If you increase the nitrogen, phosphorus and potassium to daily doses then you should test (bad word I know :) ) the levels in the tank before and after dosing. It could be the plants are using all of these up on the first day. Then they have nothing to use the following day. On the other hand you might find there is still some of these items in the water a day after you dosed, in which case you could get away with dosing every second day.
Without testing the water I would use half your current dose rate but add it daily. ie: 1ml of nitrogen, 2ml phosphorus & 2.5ml of potassium each day.
However, plants use nitrogen more than the other two elements and I would be adding more nitrogen and less phosphorus & potassium. Perhaps 2ml nitrogen, 1ml phosphorus, 0.5ml potassium each day.
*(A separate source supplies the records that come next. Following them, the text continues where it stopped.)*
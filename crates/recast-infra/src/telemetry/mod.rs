//! Tracing initialization
//!
//! Installs the process-wide `tracing` subscriber used by the engine crates.

mod init_basic;

pub use init_basic::{init_telemetry, LogFormat};
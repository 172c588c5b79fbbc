//! Document conversions, dispatched by source format.
//!
//! | source | targets     |
//! |--------|-------------|
//! | docx   | html, txt   |
//! | xlsx   | csv, html   |
//! | pdf    | txt (page-count placeholder only) |
//! | txt    | html, csv   |
//!
//! csv and html files classify as documents but have no conversion path.

pub mod docx;
pub mod package;
pub mod pdf;
pub mod text;
pub mod xlsx;
pub mod xml;

use async_trait::async_trait;
use bytes::Bytes;
use recast_core::{Artifact, ConversionError, ConversionSettings, MediaFamily, SourceFile};

use crate::classifier::extension_of;
use crate::progress::ProgressSink;
use crate::traits::Transcoder;

pub use docx::DocxDocument;
pub use pdf::PageCounter;
pub use xlsx::Sheet;

const DISPATCHED: u8 = 30;
const DOCX_READ: u8 = 50;
const XLSX_READ: u8 = 60;
const PDF_READ: u8 = 70;
const TXT_READ: u8 = 60;
const WRITTEN: u8 = 90;

/// Document formats with a conversion path
#[derive(Debug, Clone, Copy, PartialEq, Eq)]
pub enum DocumentSource {
    Docx,
    Xlsx,
    Pdf,
    Txt,
}

impl DocumentSource {
    pub fn parse(extension: &str) -> Option<Self> {
        match extension {
            "docx" => Some(DocumentSource::Docx),
            "xlsx" => Some(DocumentSource::Xlsx),
            "pdf" => Some(DocumentSource::Pdf),
            "txt" => Some(DocumentSource::Txt),
            _ => None,
        }
    }

    pub fn targets(self) -> &'static [&'static str] {
        match self {
            DocumentSource::Docx => &["html", "txt"],
            DocumentSource::Xlsx => &["csv", "html"],
            DocumentSource::Pdf => &["txt"],
            DocumentSource::Txt => &["html", "csv"],
        }
    }
}

#[derive(Default)]
pub struct DocumentTranscoder;

impl DocumentTranscoder {
    pub fn new() -> Self {
        Self
    }
}

/// Run one conversion. `target` has already been checked against `source.targets()`.
fn convert_blocking(
    source: DocumentSource,
    data: &[u8],
    target: &str,
    progress: &ProgressSink,
) -> Result<String, ConversionError> {
    match source {
        DocumentSource::Docx => {
            let document = DocxDocument::parse(data)?;
            progress.report(DOCX_READ);
            let output = if target == "html" {
                document.to_html()
            } else {
                document.to_text()
            };
            progress.report(WRITTEN);
            Ok(output)
        }
        DocumentSource::Xlsx => {
            let sheet = Sheet::parse(data)?;
            progress.report(XLSX_READ);
            let output = if target == "csv" {
                sheet.to_csv()
            } else {
                sheet.to_html()
            };
            progress.report(WRITTEN);
            Ok(output)
        }
        DocumentSource::Pdf => {
            let pages = PageCounter::new()?.count(data)?;
            progress.report(PDF_READ);
            tracing::warn!(
                pages = pages,
                "PDF text extraction is not supported; returning page count placeholder"
            );
            Ok(pdf::placeholder_text(pages))
        }
        DocumentSource::Txt => {
            let text = std::str::from_utf8(data).map_err(|e| {
                ConversionError::Decode(format!("Text file is not valid UTF-8: {}", e))
            })?;
            progress.report(TXT_READ);
            let output = if target == "html" {
                text::txt_to_html(text)
            } else {
                text::txt_to_csv(text)
            };
            progress.report(WRITTEN);
            Ok(output)
        }
    }
}

#[async_trait]
impl Transcoder for DocumentTranscoder {
    fn family(&self) -> MediaFamily {
        MediaFamily::Document
    }

    /// Convert a docx, xlsx, pdf or txt file.
    ///
    /// pdf to txt is a degraded conversion: the output only reports the page count.
    #[tracing::instrument(skip_all, fields(file = %file.name, to = %target))]
    async fn convert(
        &self,
        file: &SourceFile,
        target: &str,
        _settings: &ConversionSettings,
        progress: &ProgressSink,
    ) -> Result<Artifact, ConversionError> {
        progress.report(DISPATCHED);

        let extension = extension_of(&file.name);
        let source = DocumentSource::parse(&extension).ok_or_else(|| {
            ConversionError::unsupported_conversion_with(
                &extension,
                target,
                format!("Unsupported document format: {}", extension),
            )
        })?;

        if !source.targets().contains(&target) {
            return Err(ConversionError::unsupported_conversion(&extension, target));
        }

        let data: Bytes = file.data.clone();
        let target_owned = target.to_string();
        let sink = progress.clone();
        let output = tokio::task::spawn_blocking(move || {
            convert_blocking(source, &data, &target_owned, &sink)
        })
        .await
        .map_err(|e| ConversionError::Internal(format!("Document conversion task failed: {}", e)))??;

        Ok(Artifact::for_target(output.into_bytes(), &file.name, target))
    }
}
//! Error types module
//!
//! Every failure a conversion can end in is a `ConversionError`. Transcoders raise the
//! narrowest variant they can attach a message to; the coordinator turns whatever it
//! receives into a terminal `ConversionResult::Failure` carrying the matching
//! `ConversionErrorKind`.

use serde::{Deserialize, Serialize};

/// Log level for error reporting
#[derive(Debug, Clone, Copy, PartialEq, Eq)]
pub enum LogLevel {
    /// Debug level - for expected errors like unsupported inputs
    Debug,
    /// Warning level - for bad input data the codecs rejected
    Warn,
    /// Error level - for unexpected failures
    Error,
}

/// Metadata describing how an error should be presented to the caller and logged
pub trait ErrorMetadata {
    /// Machine-readable error code (e.g., "DECODE_FAILURE")
    fn error_code(&self) -> &'static str;

    /// Whether retrying the same request may succeed
    fn is_recoverable(&self) -> bool;

    /// Suggested action for the user
    fn suggested_action(&self) -> Option<&'static str>;

    /// User-facing message
    fn client_message(&self) -> String;

    /// Log level for this error
    fn log_level(&self) -> LogLevel;
}

/// Kind tag carried by a failed `ConversionResult`.
#[derive(Debug, Clone, Copy, PartialEq, Eq, Hash, Serialize, Deserialize)]
pub enum ConversionErrorKind {
    UnsupportedFileType,
    UnsupportedConversion,
    DecodeFailure,
    EncodeFailure,
    EngineInitFailure,
    InternalFailure,
}

#[derive(Debug, Clone, PartialEq, Eq, thiserror::Error)]
pub enum ConversionError {
    #[error("Unsupported file type: {extension}")]
    UnsupportedFileType { extension: String },

    #[error("{message}")]
    UnsupportedConversion {
        from: String,
        to: String,
        message: String,
    },

    #[error("Failed to decode input: {0}")]
    Decode(String),

    #[error("Failed to encode output: {0}")]
    Encode(String),

    #[error("Codec engine failed to initialize: {0}")]
    EngineInit(String),

    #[error("Internal error: {0}")]
    Internal(String),
}

impl ConversionError {
    /// No conversion path from `from` to `to`, with the default message.
    pub fn unsupported_conversion(from: impl Into<String>, to: impl Into<String>) -> Self {
        let from = from.into();
        let to = to.into();
        let message = format!("Cannot convert {} to {}", from.to_uppercase(), to.to_uppercase());
        ConversionError::UnsupportedConversion { from, to, message }
    }

    /// No conversion path, with a message chosen by the transcoder.
    pub fn unsupported_conversion_with(
        from: impl Into<String>,
        to: impl Into<String>,
        message: impl Into<String>,
    ) -> Self {
        ConversionError::UnsupportedConversion {
            from: from.into(),
            to: to.into(),
            message: message.into(),
        }
    }

    pub fn kind(&self) -> ConversionErrorKind {
        match self {
            ConversionError::UnsupportedFileType { .. } => ConversionErrorKind::UnsupportedFileType,
            ConversionError::UnsupportedConversion { .. } => {
                ConversionErrorKind::UnsupportedConversion
            }
            ConversionError::Decode(_) => ConversionErrorKind::DecodeFailure,
            ConversionError::Encode(_) => ConversionErrorKind::EncodeFailure,
            ConversionError::EngineInit(_) => ConversionErrorKind::EngineInitFailure,
            ConversionError::Internal(_) => ConversionErrorKind::InternalFailure,
        }
    }
}

/// Static metadata for each kind: (error_code, recoverable, suggested_action, log_level).
fn kind_static_metadata(
    kind: ConversionErrorKind,
) -> (&'static str, bool, Option<&'static str>, LogLevel) {
    match kind {
        ConversionErrorKind::UnsupportedFileType => (
            "UNSUPPORTED_FILE_TYPE",
            false,
            Some("Choose a file with a supported extension"),
            LogLevel::Debug,
        ),
        ConversionErrorKind::UnsupportedConversion => (
            "UNSUPPORTED_CONVERSION",
            false,
            Some("Pick a different output format for this file"),
            LogLevel::Debug,
        ),
        ConversionErrorKind::DecodeFailure => (
            "DECODE_FAILURE",
            false,
            Some("Check that the file is not corrupt and matches its extension"),
            LogLevel::Warn,
        ),
        ConversionErrorKind::EncodeFailure => (
            "ENCODE_FAILURE",
            false,
            Some("Try different settings or another output format"),
            LogLevel::Warn,
        ),
        ConversionErrorKind::EngineInitFailure => (
            "ENGINE_INIT_FAILURE",
            true,
            Some("Retry; the codec engine is loaded again on the next request"),
            LogLevel::Error,
        ),
        ConversionErrorKind::InternalFailure => (
            "INTERNAL_FAILURE",
            true,
            Some("Retry the conversion"),
            LogLevel::Error,
        ),
    }
}

impl ErrorMetadata for ConversionError {
    fn error_code(&self) -> &'static str {
        kind_static_metadata(self.kind()).0
    }

    fn is_recoverable(&self) -> bool {
        kind_static_metadata(self.kind()).1
    }

    fn suggested_action(&self) -> Option<&'static str> {
        kind_static_metadata(self.kind()).2
    }

    fn client_message(&self) -> String {
        self.to_string()
    }

    fn log_level(&self) -> LogLevel {
        kind_static_metadata(self.kind()).3
    }
}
You could add more but you should check the water before increasing the levels. Unfortunately without testing the water it is a bit of hit and miss and you could easily overdose and affect the fish. Rainbowfish develop black patches on their face & body when they have been poisoned.
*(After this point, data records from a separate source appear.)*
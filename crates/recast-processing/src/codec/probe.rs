//! ffprobe output parsing.

use anyhow::{Context, Result};
use serde::Deserialize;

/// What the engine needs to know about an input before encoding it
#[derive(Debug, Clone, Default, PartialEq)]
pub struct ProbeInfo {
    pub duration_secs: Option<f64>,
    pub width: Option<u32>,
    pub height: Option<u32>,
    pub has_audio: bool,
}

impl ProbeInfo {
    pub fn dimensions(&self) -> Option<(u32, u32)> {
        match (self.width, self.height) {
            (Some(w), Some(h)) if w > 0 && h > 0 => Some((w, h)),
            _ => None,
        }
    }

    /// True when the probe read the input and found no audio stream. An empty probe, as
    /// left by a failed ffprobe run, is never silent.
    pub fn is_silent(&self) -> bool {
        let read_streams = self.duration_secs.is_some() || self.dimensions().is_some();
        read_streams && !self.has_audio
    }

    /// Parse `ffprobe -print_format json -show_format -show_streams` output.
    pub fn parse(output: &str) -> Result<Self> {
        #[derive(Deserialize)]
        struct ProbeOutput {
            #[serde(default)]
            format: Option<ProbeFormat>,
            #[serde(default)]
            streams: Vec<ProbeStream>,
        }

        #[derive(Deserialize)]
        struct ProbeFormat {
            duration: Option<String>,
        }

        #[derive(Deserialize)]
        struct ProbeStream {
            codec_type: Option<String>,
            width: Option<u32>,
            height: Option<u32>,
            #[serde(default)]
            disposition: Option<ProbeDisposition>,
        }

        #[derive(Deserialize)]
        struct ProbeDisposition {
            #[serde(default)]
            attached_pic: u8,
        }

        let probe: ProbeOutput =
            serde_json::from_str(output).context("Failed to parse ffprobe output")?;

        let duration_secs = probe
            .format
            .as_ref()
            .and_then(|f| f.duration.as_ref())
            .and_then(|d| d.parse::<f64>().ok())
            .filter(|d| d.is_finite() && *d > 0.0);

        // Cover art shows up as a video stream; it is not the picture being converted.
        let video_stream = probe.streams.iter().find(|s| {
            s.codec_type.as_deref() == Some("video")
                && s.disposition.as_ref().map_or(true, |d| d.attached_pic == 0)
        });

        let has_audio = probe
            .streams
            .iter()
            .any(|s| s.codec_type.as_deref() == Some("audio"));

        Ok(ProbeInfo {
            duration_secs,
            width: video_stream.and_then(|s| s.width),
            height: video_stream.and_then(|s| s.height),
            has_audio,
        })
    }
}
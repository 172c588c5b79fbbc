//! Recast Core Library
//!
//! This crate provides the domain models, error taxonomy, format tables and configuration
//! shared by the conversion engine crates.

pub mod config;
pub mod error;
pub mod formats;
pub mod models;

// Re-export commonly used types
pub use config::EngineConfig;
pub use error::{ConversionError, ConversionErrorKind, ErrorMetadata, LogLevel};
pub use formats::{mime_type_for, output_file_name, MediaFamily};
pub use models::{
    Artifact, ConversionRequest, ConversionResult, ConversionSettings, SourceFile,
};
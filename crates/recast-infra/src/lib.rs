//! Recast Infrastructure Library
//!
//! Shared infrastructure for processes embedding the conversion engine:
//! - Tracing subscriber initialization

#[cfg(feature = "observability-basic")]
pub mod telemetry;

#[cfg(feature = "observability-basic")]
pub use telemetry::{init_telemetry, LogFormat};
I am unsure of what type of nitrogen is in the Flourish nitrogen you are adding. If it’s in a form the filter bacteria can use there is a possibility the bacteria are using some of it too, (unlikely but possible). Thus reducing the amount that is available to the plants, at least in that form. If the nitrogen is in the form of nitrate (more probable) then it won't be used by the filter bacteria.

One of the Seachem Flourish products is carbon and you could look into adding that as well as using the yeast CO2 unit for the plants. This would help increase the carbon without the need for adding a pressurised CO2 unit and associated hardware. It is in a bottle and you could add some each day.

As to which person you should listen to, I would suggest trying all the different ideas and see which ones, or which combination works best on your tank.